Here is Captain Lawton's career information from the DOD:
Lawton joined the Marine Corps on June 3, 1996 and was trained as a Qualified F/A-18D Weapons Systems Operator. He was promoted to Captain on July 1, 2004, joining 2d MSOB on Feb. 2, 2007. His decorations include seven Air Medals, two Navy and Marine Corps Achievement Medals, a Navy Unit Commendation, a Navy Meritorious Unit Commendation, the National Defense Service Medal, the Afghanistan Campaign Medal, the Iraqi Campaign Medal, the Global War on Terrorism Service Medal, three Sea Service Deployment Ribbons and a NATO medal.

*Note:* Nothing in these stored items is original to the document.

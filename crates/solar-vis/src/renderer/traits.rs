//! Drawing surface contract.
//!
//! The crate never owns a window. Whatever the embedder draws on (a GUI
//! canvas, an immediate-mode painter, the retained [`Canvas`](super::canvas::Canvas)
//! shipped here) only has to provide these five primitives. All coordinates
//! are screen pixels, y growing downward.
//!
//! # Example Implementation
//!
//! ```ignore
//! struct EguiSurface<'a> {
//!     painter: &'a egui::Painter,
//!     // ...
//! }
//!
//! impl DrawSurface for EguiSurface<'_> {
//!     fn create_oval(&mut self, bounds: Rect, fill: Color) -> ShapeId {
//!         // Store a circle shape, hand back its key...
//!     }
//!     // ...
//! }
//! ```

use glam::DVec2;

use crate::api::types::{Color, LabelFont, ShapeId};

/// Axis-aligned box in screen pixels, `min` top-left and `max` bottom-right.
///
/// For line shapes the two corners are the endpoints and are not reordered.
#[derive(Debug, Clone, Copy, PartialEq, Default)]
pub struct Rect {
    pub min: DVec2,
    pub max: DVec2,
}

impl Rect {
    pub const fn new(min: DVec2, max: DVec2) -> Self {
        Self { min, max }
    }

    /// Bounding box of a circle.
    pub fn from_center_radius(center: DVec2, radius: f64) -> Self {
        let half = DVec2::splat(radius);
        Self {
            min: center - half,
            max: center + half,
        }
    }

    pub fn center(&self) -> DVec2 {
        (self.min + self.max) * 0.5
    }

    pub fn width(&self) -> f64 {
        self.max.x - self.min.x
    }

    pub fn height(&self) -> f64 {
        self.max.y - self.min.y
    }

    /// True when the box has no overlap at all with `[0, width] x [0, height]`.
    /// Touching an edge still counts as visible.
    pub fn is_outside(&self, width: f64, height: f64) -> bool {
        self.max.x < 0.0 || self.min.x > width || self.max.y < 0.0 || self.min.y > height
    }
}

/// The primitives the visualisation needs from a drawing surface.
pub trait DrawSurface {
    /// Create a filled circle/ellipse inscribed in `bounds`.
    fn create_oval(&mut self, bounds: Rect, fill: Color) -> ShapeId;

    /// Create the text element tagged `tag`, or replace position, content and
    /// font of the existing one. Never yields two elements with the same tag.
    fn upsert_text(&mut self, tag: &str, pos: DVec2, text: &str, font: &LabelFont) -> ShapeId;

    /// Create a straight line segment.
    fn create_line(&mut self, from: DVec2, to: DVec2, width: f64, fill: Color) -> ShapeId;

    /// Create a filled rectangle.
    fn create_rectangle(&mut self, bounds: Rect, fill: Color) -> ShapeId;

    /// Move an existing shape to new coordinates.
    /// Returns `false` if the surface does not know `shape`.
    fn set_coords(&mut self, shape: ShapeId, coords: Rect) -> bool;
}
use std::collections::{BTreeMap, BTreeSet};

use crate::model::config::ToggleMode;
use crate::model::task::{GroupId, Task};

/// Conditions reported instead of mutating the store
#[derive(Debug, Clone, Copy, PartialEq, Eq, thiserror::Error)]
pub enum StoreError {
    #[error("Please enter a task.")]
    EmptyInput,
    #[error("Please select at least one task.")]
    NoSelection,
    #[error("There are no tasks to clear.")]
    NothingToClear,
}

/// How loudly a condition should be surfaced
#[derive(Debug, Clone, Copy, PartialEq, Eq)]
pub enum Severity {
    Warning,
    Info,
}

impl StoreError {
    pub fn severity(self) -> Severity {
        match self {
            StoreError::EmptyInput | StoreError::NoSelection => Severity::Warning,
            StoreError::NothingToClear => Severity::Info,
        }
    }
}

/// Ordered task list with group bookkeeping.
///
/// Row `i` of the displayed list is always `tasks()[i]`.
#[derive(Debug, Clone, Default)]
pub struct TaskStore {
    tasks: Vec<Task>,
    toggle_mode: ToggleMode,
}

impl TaskStore {
    pub fn new() -> Self {
        Self::default()
    }

    pub fn with_toggle_mode(toggle_mode: ToggleMode) -> Self {
        TaskStore {
            tasks: Vec::new(),
            toggle_mode,
        }
    }

    pub fn tasks(&self) -> &[Task] {
        &self.tasks
    }

    pub fn len(&self) -> usize {
        self.tasks.len()
    }

    pub fn is_empty(&self) -> bool {
        self.tasks.is_empty()
    }

    pub fn toggle_mode(&self) -> ToggleMode {
        self.toggle_mode
    }

    /// Number of distinct groups currently present
    pub fn group_count(&self) -> usize {
        self.live_groups().len()
    }

    // -----------------------------------------------------------------------
    // Mutations
    // -----------------------------------------------------------------------

    /// Append one task per non-blank line of `raw`, all in a fresh group.
    pub fn add_batch(&mut self, raw: &str) -> Result<GroupId, StoreError> {
        let lines: Vec<&str> = raw
            .lines()
            .map(str::trim)
            .filter(|line| !line.is_empty())
            .collect();
        if lines.is_empty() {
            return Err(StoreError::EmptyInput);
        }

        let group_id = self.next_group_id();
        self.tasks
            .extend(lines.into_iter().map(|line| Task::new(line, group_id)));
        Ok(group_id)
    }

    /// Remove every task whose group has at least one selected row.
    /// Returns the number of tasks removed.
    pub fn delete_selected(
        &mut self,
        selected: impl IntoIterator<Item = usize>,
    ) -> Result<usize, StoreError> {
        let groups = self.resolve_groups(selected)?;
        let before = self.tasks.len();
        self.tasks.retain(|t| !groups.contains(&t.group_id()));
        Ok(before - self.tasks.len())
    }

    /// Toggle done for every task whose group has at least one selected row.
    /// Returns the rows that changed, ascending.
    pub fn toggle_selected(
        &mut self,
        selected: impl IntoIterator<Item = usize>,
    ) -> Result<Vec<usize>, StoreError> {
        let groups = self.resolve_groups(selected)?;
        let mut changed = Vec::new();

        for group_id in groups {
            let rows = self.group_rows(group_id);
            // resolve_groups only yields live groups
            let first_done = self.tasks[rows[0]].done;
            for &row in &rows {
                let task = &mut self.tasks[row];
                task.done = match self.toggle_mode {
                    ToggleMode::Complement => !first_done,
                    ToggleMode::FlipEach => !task.done,
                };
            }
            changed.extend(rows);
        }

        changed.sort_unstable();
        Ok(changed)
    }

    /// Remove every task. Returns how many were removed.
    pub fn clear_all(&mut self) -> Result<usize, StoreError> {
        if self.tasks.is_empty() {
            return Err(StoreError::NothingToClear);
        }
        let count = self.tasks.len();
        self.tasks.clear();
        Ok(count)
    }

    // -----------------------------------------------------------------------
    // Group queries
    // -----------------------------------------------------------------------

    /// 1-based rank of `group_id` among the live groups, in id order
    pub fn display_number(&self, group_id: GroupId) -> Option<usize> {
        self.live_groups()
            .iter()
            .position(|g| *g == group_id)
            .map(|i| i + 1)
    }

    /// Display number of every live group
    pub fn display_numbers(&self) -> BTreeMap<GroupId, usize> {
        self.live_groups()
            .into_iter()
            .enumerate()
            .map(|(i, g)| (g, i + 1))
            .collect()
    }

    /// Rows belonging to `group_id`, ascending
    pub fn group_rows(&self, group_id: GroupId) -> Vec<usize> {
        self.tasks
            .iter()
            .enumerate()
            .filter(|(_, t)| t.group_id() == group_id)
            .map(|(i, _)| i)
            .collect()
    }

    fn live_groups(&self) -> BTreeSet<GroupId> {
        self.tasks.iter().map(Task::group_id).collect()
    }

    fn next_group_id(&self) -> GroupId {
        self.tasks
            .iter()
            .map(Task::group_id)
            .max()
            .map_or(GroupId::FIRST, GroupId::next)
    }

    /// Map selected rows to their groups. A row past the end means the
    /// caller's selection is out of step with the store.
    fn resolve_groups(
        &self,
        selected: impl IntoIterator<Item = usize>,
    ) -> Result<BTreeSet<GroupId>, StoreError> {
        let groups: BTreeSet<GroupId> = selected
            .into_iter()
            .map(|row| {
                assert!(
                    row < self.tasks.len(),
                    "selected row {} out of range for {} tasks",
                    row,
                    self.tasks.len()
                );
                self.tasks[row].group_id()
            })
            .collect();
        if groups.is_empty() {
            return Err(StoreError::NoSelection);
        }
        Ok(groups)
    }
}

On 1 DEC 2008, Captain Lawton was posthumously awarded the Bronze Star with Combat V.
CAPTAIN GARRETT T. LAWTON
UNITED STATES MARINE CORPS
for service as set forth in the following
For heroic achievement in connection with combat operations against the enemy while serving as the Company Air Officer for Company H, 2d Marine Special Operations Battalion, U.S. Marine Corps Forces, Special Operations Command on 29 May 2008, in support of Operation ENDURING FREEDOM. On 29 May 2008, the convoy in which Captain Lawton was traveling was struck by a complex ambush while operating in Western Afghanistan. Taliban insurgents engaged the convoy from both sides with small arms, medium machine gun, and rocket propelled grenade fire. The vehicle ahead of Captain Lawton's was struck by a rocket propelled grenade and burst into flames, trapping a gravely wounded Soldier in the back of the vehicle. With complete disregard for his own personal safety, Captain Lawton, along with two other Marines from his vehicle moved from a covered position and run under fire across 100 meters of open terrain in order to free the trapped soldier. Unable to pull the Soldier free, and after Captain Lawton sustained 2nd-degree burns to his hands and face, and unable to free the soldier, they were forced to relent in their efforts as the burning vehicle became completely engulfed by fire and exploded. Captain Lawton then returned to his vehicle and directed the vehicle out of the ambush's kill zone. After exiting the kill zone, Captain Lawton refused medical evacuation and aided in the prosecution of 14 close air support missions to reduce enemy strong points within the village. By his courageous actions, exceptional dedication to duty, and dogged refusal to leave any man behind, Captain Lawton reflected great credit upon himself and upheld the highest traditions of the Marine Corps and the United States Naval Service.
The Combat Distinguishing Device is authorized.